(Items from a data source)
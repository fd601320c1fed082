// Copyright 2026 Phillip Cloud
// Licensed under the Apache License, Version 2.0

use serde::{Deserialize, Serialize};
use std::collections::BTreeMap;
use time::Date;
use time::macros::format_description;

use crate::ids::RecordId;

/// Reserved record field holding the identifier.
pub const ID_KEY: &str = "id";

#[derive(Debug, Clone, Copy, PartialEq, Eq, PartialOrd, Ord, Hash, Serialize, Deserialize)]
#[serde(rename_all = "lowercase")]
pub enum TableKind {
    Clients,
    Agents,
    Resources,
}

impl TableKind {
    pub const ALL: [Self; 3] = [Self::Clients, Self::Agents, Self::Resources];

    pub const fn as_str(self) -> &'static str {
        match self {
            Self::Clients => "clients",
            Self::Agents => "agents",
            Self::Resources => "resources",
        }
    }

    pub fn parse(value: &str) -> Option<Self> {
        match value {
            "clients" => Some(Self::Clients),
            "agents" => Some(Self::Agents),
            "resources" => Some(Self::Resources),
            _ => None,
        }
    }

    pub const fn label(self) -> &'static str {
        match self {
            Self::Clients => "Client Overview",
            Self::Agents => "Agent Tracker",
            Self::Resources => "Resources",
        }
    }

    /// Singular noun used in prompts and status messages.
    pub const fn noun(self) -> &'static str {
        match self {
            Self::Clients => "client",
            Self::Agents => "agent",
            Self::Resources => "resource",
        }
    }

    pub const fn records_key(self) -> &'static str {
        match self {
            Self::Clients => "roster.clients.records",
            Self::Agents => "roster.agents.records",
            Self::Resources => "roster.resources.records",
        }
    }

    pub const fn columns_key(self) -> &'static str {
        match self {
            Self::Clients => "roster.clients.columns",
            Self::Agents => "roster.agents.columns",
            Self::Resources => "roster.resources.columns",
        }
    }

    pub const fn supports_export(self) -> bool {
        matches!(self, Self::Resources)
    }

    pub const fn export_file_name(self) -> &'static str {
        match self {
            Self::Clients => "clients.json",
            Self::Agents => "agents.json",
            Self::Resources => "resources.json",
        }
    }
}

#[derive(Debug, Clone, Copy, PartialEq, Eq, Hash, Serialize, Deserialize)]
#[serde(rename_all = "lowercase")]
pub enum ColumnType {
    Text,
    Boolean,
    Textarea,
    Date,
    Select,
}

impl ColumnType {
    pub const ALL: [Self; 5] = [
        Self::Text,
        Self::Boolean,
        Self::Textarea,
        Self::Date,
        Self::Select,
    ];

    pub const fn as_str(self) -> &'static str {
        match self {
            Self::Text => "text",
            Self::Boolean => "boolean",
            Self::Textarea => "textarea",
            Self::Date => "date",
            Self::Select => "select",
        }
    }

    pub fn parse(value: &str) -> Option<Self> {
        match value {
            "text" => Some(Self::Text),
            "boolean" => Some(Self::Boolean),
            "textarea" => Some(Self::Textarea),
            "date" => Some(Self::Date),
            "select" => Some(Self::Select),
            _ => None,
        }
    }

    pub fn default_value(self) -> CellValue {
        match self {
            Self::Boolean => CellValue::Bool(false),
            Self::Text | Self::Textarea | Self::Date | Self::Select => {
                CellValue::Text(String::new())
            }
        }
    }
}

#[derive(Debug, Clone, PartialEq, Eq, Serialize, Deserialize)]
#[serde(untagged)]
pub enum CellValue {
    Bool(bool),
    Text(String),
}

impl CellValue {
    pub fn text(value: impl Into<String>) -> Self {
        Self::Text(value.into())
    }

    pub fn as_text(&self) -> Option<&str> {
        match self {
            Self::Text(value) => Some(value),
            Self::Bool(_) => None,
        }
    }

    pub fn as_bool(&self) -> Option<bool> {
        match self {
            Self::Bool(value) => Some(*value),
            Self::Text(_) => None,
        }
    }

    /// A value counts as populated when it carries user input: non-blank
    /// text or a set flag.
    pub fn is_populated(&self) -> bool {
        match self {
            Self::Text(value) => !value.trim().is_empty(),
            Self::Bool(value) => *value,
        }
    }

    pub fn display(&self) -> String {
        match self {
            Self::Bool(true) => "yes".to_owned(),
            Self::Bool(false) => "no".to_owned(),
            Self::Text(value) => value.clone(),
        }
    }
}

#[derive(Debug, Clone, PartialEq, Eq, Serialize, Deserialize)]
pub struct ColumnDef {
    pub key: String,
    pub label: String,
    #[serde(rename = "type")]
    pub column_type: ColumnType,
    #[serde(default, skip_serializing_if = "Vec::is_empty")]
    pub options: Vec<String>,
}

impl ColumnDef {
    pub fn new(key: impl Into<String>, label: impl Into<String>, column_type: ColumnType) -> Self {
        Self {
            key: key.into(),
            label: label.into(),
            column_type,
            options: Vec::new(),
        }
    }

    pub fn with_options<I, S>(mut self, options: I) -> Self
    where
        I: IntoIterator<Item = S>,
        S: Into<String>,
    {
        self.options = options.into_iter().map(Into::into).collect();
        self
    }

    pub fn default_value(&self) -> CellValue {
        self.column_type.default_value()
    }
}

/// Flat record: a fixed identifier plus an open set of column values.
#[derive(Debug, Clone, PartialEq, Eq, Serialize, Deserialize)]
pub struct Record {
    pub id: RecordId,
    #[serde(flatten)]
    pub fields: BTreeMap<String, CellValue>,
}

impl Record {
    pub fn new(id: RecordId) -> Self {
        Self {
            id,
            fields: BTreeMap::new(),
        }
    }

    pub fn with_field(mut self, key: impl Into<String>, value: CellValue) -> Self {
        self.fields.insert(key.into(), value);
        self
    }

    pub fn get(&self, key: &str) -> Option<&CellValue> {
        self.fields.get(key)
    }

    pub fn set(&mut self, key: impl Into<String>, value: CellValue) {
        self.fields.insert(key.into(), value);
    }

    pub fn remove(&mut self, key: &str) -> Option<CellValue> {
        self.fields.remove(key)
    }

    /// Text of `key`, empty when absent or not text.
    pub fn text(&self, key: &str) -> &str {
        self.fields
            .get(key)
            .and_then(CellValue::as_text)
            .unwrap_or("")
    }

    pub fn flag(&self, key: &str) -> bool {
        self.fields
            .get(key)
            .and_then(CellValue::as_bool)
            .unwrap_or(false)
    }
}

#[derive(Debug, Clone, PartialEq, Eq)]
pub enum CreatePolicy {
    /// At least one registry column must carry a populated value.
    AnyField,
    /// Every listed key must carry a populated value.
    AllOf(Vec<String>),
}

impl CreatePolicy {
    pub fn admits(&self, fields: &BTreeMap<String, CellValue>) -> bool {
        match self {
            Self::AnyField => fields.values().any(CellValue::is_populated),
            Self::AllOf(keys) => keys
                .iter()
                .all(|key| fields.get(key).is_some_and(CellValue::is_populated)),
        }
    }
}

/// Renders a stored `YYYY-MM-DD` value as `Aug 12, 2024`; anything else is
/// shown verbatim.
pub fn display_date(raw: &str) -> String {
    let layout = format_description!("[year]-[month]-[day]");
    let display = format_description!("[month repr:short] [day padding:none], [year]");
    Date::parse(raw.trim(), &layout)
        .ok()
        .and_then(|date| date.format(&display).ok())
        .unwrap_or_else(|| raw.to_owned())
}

GOAL OF THE EXERCISE: Transcribe the records from their first line. Stop after the line with "use crate::ids::RecordId;", including it.

SOLUTION BELOW:
repository fd601320c1fed082
// Copyright 2026 Phillip Cloud
// Licensed under the Apache License, Version 2.0

use serde::{Deserialize, Serialize};
use std::collections::BTreeMap;
use time::Date;
use time::macros::format_description;

use crate::ids::RecordId;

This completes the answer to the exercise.